• [PROVIDED RECORDS]:
____________

use std::collections::HashSet;

use crate::{
    sport::Sport,
    types::{CoachProfile, GroundingCitation},
};

/// Source of coach entries shown next to the ones found by web search.
pub trait CoachDirectory: Send + Sync {
    fn featured_coaches(&self, sport: Sport) -> Vec<CoachProfile>;
}

/// Built-in featured coaches.
#[derive(Debug, Default, Clone, Copy)]
pub struct StaticCoachDirectory;

fn coach(name: &str, specialty: &str, location: &str) -> CoachProfile {
    CoachProfile {
        name: name.to_string(),
        specialty: specialty.to_string(),
        location: location.to_string(),
        uri: None,
    }
}

impl CoachDirectory for StaticCoachDirectory {
    fn featured_coaches(&self, sport: Sport) -> Vec<CoachProfile> {
        match sport {
            Sport::Tennis => vec![
                coach("Elena Marquez", "Serve mechanics", "Austin, TX"),
                coach("David Okafor", "Junior development", "Atlanta, GA"),
            ],
            Sport::Pickleball => vec![
                coach("Sam Whitaker", "Dinking and third-shot drops", "Naples, FL"),
                coach("Priya Raman", "Beginner clinics", "Seattle, WA"),
            ],
            Sport::Golf => vec![
                coach("Tom Lindqvist", "Full swing and ball striking", "Scottsdale, AZ"),
                coach("Grace Kim", "Short game", "San Diego, CA"),
            ],
            Sport::Badminton => vec![coach("Wei Chen", "Footwork and smashes", "San Jose, CA")],
            Sport::TableTennis => vec![coach("Marko Petrovic", "Spin and serve", "New York, NY")],
            Sport::Padel => vec![coach("Lucia Ferrer", "Wall play", "Miami, FL")],
            Sport::Baseball => vec![
                coach("Andre Bell", "Hitting mechanics", "Phoenix, AZ"),
                coach("Kenji Sato", "Pitching", "Los Angeles, CA"),
            ],
            Sport::Basketball => vec![coach("Jasmine Ortiz", "Shooting form", "Chicago, IL")],
        }
    }
}

impl CoachProfile {
    /// Coach suggestion built from a web search citation.
    pub fn from_citation(citation: &GroundingCitation) -> Option<Self> {
        let uri = citation.uri()?.to_string();
        let name = citation
            .title()
            .map(str::trim)
            .filter(|t| !t.is_empty())
            .unwrap_or(&uri)
            .to_string();

        Some(Self {
            name,
            specialty: "Found via web search".to_string(),
            location: String::new(),
            uri: Some(uri),
        })
    }
}

/// Classified coaches first, then directory entries not already present by
/// URI or name.
pub fn compose_coaches(
    classified: &[GroundingCitation],
    featured: Vec<CoachProfile>,
) -> Vec<CoachProfile> {
    let mut coaches: Vec<CoachProfile> = classified
        .iter()
        .filter_map(CoachProfile::from_citation)
        .collect();

    let mut seen_uris: HashSet<String> = coaches.iter().filter_map(|c| c.uri.clone()).collect();
    let mut seen_names: HashSet<String> = coaches.iter().map(|c| c.name.to_lowercase()).collect();

    for profile in featured {
        if let Some(uri) = &profile.uri
            && !seen_uris.insert(uri.clone())
        {
            continue;
        }
        if !seen_names.insert(profile.name.to_lowercase()) {
            continue;
        }
        coaches.push(profile);
    }

    coaches
}

#[cfg(test)]
mod tests {
    use super::*;

    #[test]
    fn every_sport_has_featured_coaches() {
        for sport in Sport::ALL {
            assert!(!StaticCoachDirectory.featured_coaches(sport).is_empty());
        }
    }

    #[test]
    fn classified_coaches_come_first() {
        let classified = vec![GroundingCitation::web("Coach Maria", "https://maria.example")];
        let featured = StaticCoachDirectory.featured_coaches(Sport::Tennis);

        let coaches = compose_coaches(&classified, featured.clone());
        assert_eq!(coaches.len(), featured.len() + 1);
        assert_eq!(coaches[0].name, "Coach Maria");
        assert_eq!(coaches[0].uri.as_deref(), Some("https://maria.example"));
    }

    #[test]
    fn duplicates_by_uri_or_name_are_skipped() {
        let classified = vec![GroundingCitation::web("Elena Marquez", "https://elena.example")];
        let mut featured = StaticCoachDirectory.featured_coaches(Sport::Tennis);
        featured.push(CoachProfile {
            name: "Someone Else".to_string(),
            specialty: "Volleys".to_string(),
            location: "Boston, MA".to_string(),
            uri: Some("https://elena.example".to_string()),
        });

        let coaches = compose_coaches(&classified, featured);
        let names: Vec<_> = coaches.iter().map(|c| c.name.as_str()).collect();
        assert_eq!(names, vec!["Elena Marquez", "David Okafor"]);
    }

    #[test]
    fn untitled_citation_uses_uri_as_name() {
        let citation = GroundingCitation::web("  ", "https://coach.example");
        let profile = CoachProfile::from_citation(&citation).unwrap();
        assert_eq!(profile.name, "https://coach.example");
    }
}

____________

• [TASK]:
Repeat the material above in full. Change no word.

• [EXERCISE OUTPUT]:
use std::collections::HashSet;

use crate::{
    sport::Sport,
    types::{CoachProfile, GroundingCitation},
};

/// Source of coach entries shown next to the ones found by web search.
pub trait CoachDirectory: Send + Sync {
    fn featured_coaches(&self, sport: Sport) -> Vec<CoachProfile>;
}

/// Built-in featured coaches.
#[derive(Debug, Default, Clone, Copy)]
pub struct StaticCoachDirectory;

fn coach(name: &str, specialty: &str, location: &str) -> CoachProfile {
    CoachProfile {
        name: name.to_string(),
        specialty: specialty.to_string(),
        location: location.to_string(),
        uri: None,
    }
}

impl CoachDirectory for StaticCoachDirectory {
    fn featured_coaches(&self, sport: Sport) -> Vec<CoachProfile> {
        match sport {
            Sport::Tennis => vec![
                coach("Elena Marquez", "Serve mechanics", "Austin, TX"),
                coach("David Okafor", "Junior development", "Atlanta, GA"),
            ],
            Sport::Pickleball => vec![
                coach("Sam Whitaker", "Dinking and third-shot drops", "Naples, FL"),
                coach("Priya Raman", "Beginner clinics", "Seattle, WA"),
            ],
            Sport::Golf => vec![
                coach("Tom Lindqvist", "Full swing and ball striking", "Scottsdale, AZ"),
                coach("Grace Kim", "Short game", "San Diego, CA"),
            ],
            Sport::Badminton => vec![coach("Wei Chen", "Footwork and smashes", "San Jose, CA")],
            Sport::TableTennis => vec![coach("Marko Petrovic", "Spin and serve", "New York, NY")],
            Sport::Padel => vec![coach("Lucia Ferrer", "Wall play", "Miami, FL")],
            Sport::Baseball => vec![
                coach("Andre Bell", "Hitting mechanics", "Phoenix, AZ"),
                coach("Kenji Sato", "Pitching", "Los Angeles, CA"),
            ],
            Sport::Basketball => vec![coach("Jasmine Ortiz", "Shooting form", "Chicago, IL")],
        }
    }
}

impl CoachProfile {
    /// Coach suggestion built from a web search citation.
    pub fn from_citation(citation: &GroundingCitation) -> Option<Self> {
        let uri = citation.uri()?.to_string();
        let name = citation
            .title()
            .map(str::trim)
            .filter(|t| !t.is_empty())
            .unwrap_or(&uri)
            .to_string();

        Some(Self {
            name,
            specialty: "Found via web search".to_string(),
            location: String::new(),
            uri: Some(uri),
        })
    }
}

/// Classified coaches first, then directory entries not already present by
/// URI or name.
pub fn compose_coaches(
    classified: &[GroundingCitation],
    featured: Vec<CoachProfile>,
) -> Vec<CoachProfile> {
    let mut coaches: Vec<CoachProfile> = classified
        .iter()
        .filter_map(CoachProfile::from_citation)
        .collect();

    let mut seen_uris: HashSet<String> = coaches.iter().filter_map(|c| c.uri.clone()).collect();
    let mut seen_names: HashSet<String> = coaches.iter().map(|c| c.name.to_lowercase()).collect();

    for profile in featured {
        if let Some(uri) = &profile.uri
            && !seen_uris.insert(uri.clone())
        {
            continue;
        }
        if !seen_names.insert(profile.name.to_lowercase()) {
            continue;
        }
        coaches.push(profile);
    }

    coaches
}

#[cfg(test)]
mod tests {
    use super::*;

    #[test]
    fn every_sport_has_featured_coaches() {
        for sport in Sport::ALL {
            assert!(!StaticCoachDirectory.featured_coaches(sport).is_empty());
        }
    }

    #[test]
    fn classified_coaches_come_first() {
        let classified = vec![GroundingCitation::web("Coach Maria", "https://maria.example")];
        let featured = StaticCoachDirectory.featured_coaches(Sport::Tennis);

        let coaches = compose_coaches(&classified, featured.clone());
        assert_eq!(coaches.len(), featured.len() + 1);
        assert_eq!(coaches[0].name, "Coach Maria");
        assert_eq!(coaches[0].uri.as_deref(), Some("https://maria.example"));
    }

    #[test]
    fn duplicates_by_uri_or_name_are_skipped() {
        let classified = vec![GroundingCitation::web("Elena Marquez", "https://elena.example")];
        let mut featured = StaticCoachDirectory.featured_coaches(Sport::Tennis);
        featured.push(CoachProfile {
            name: "Someone Else".to_string(),
            specialty: "Volleys".to_string(),
            location: "Boston, MA".to_string(),
            uri: Some("https://elena.example".to_string()),
        });

        let coaches = compose_coaches(&classified, featured);
        let names: Vec<_> = coaches.iter().map(|c| c.name.as_str()).collect();
        assert_eq!(names, vec!["Elena Marquez", "David Okafor"]);
    }

    #[test]
    fn untitled_citation_uses_uri_as_name() {
        let citation = GroundingCitation::web("  ", "https://coach.example");
        let profile = CoachProfile::from_citation(&citation).unwrap();
        assert_eq!(profile.name, "https://coach.example");
    }
}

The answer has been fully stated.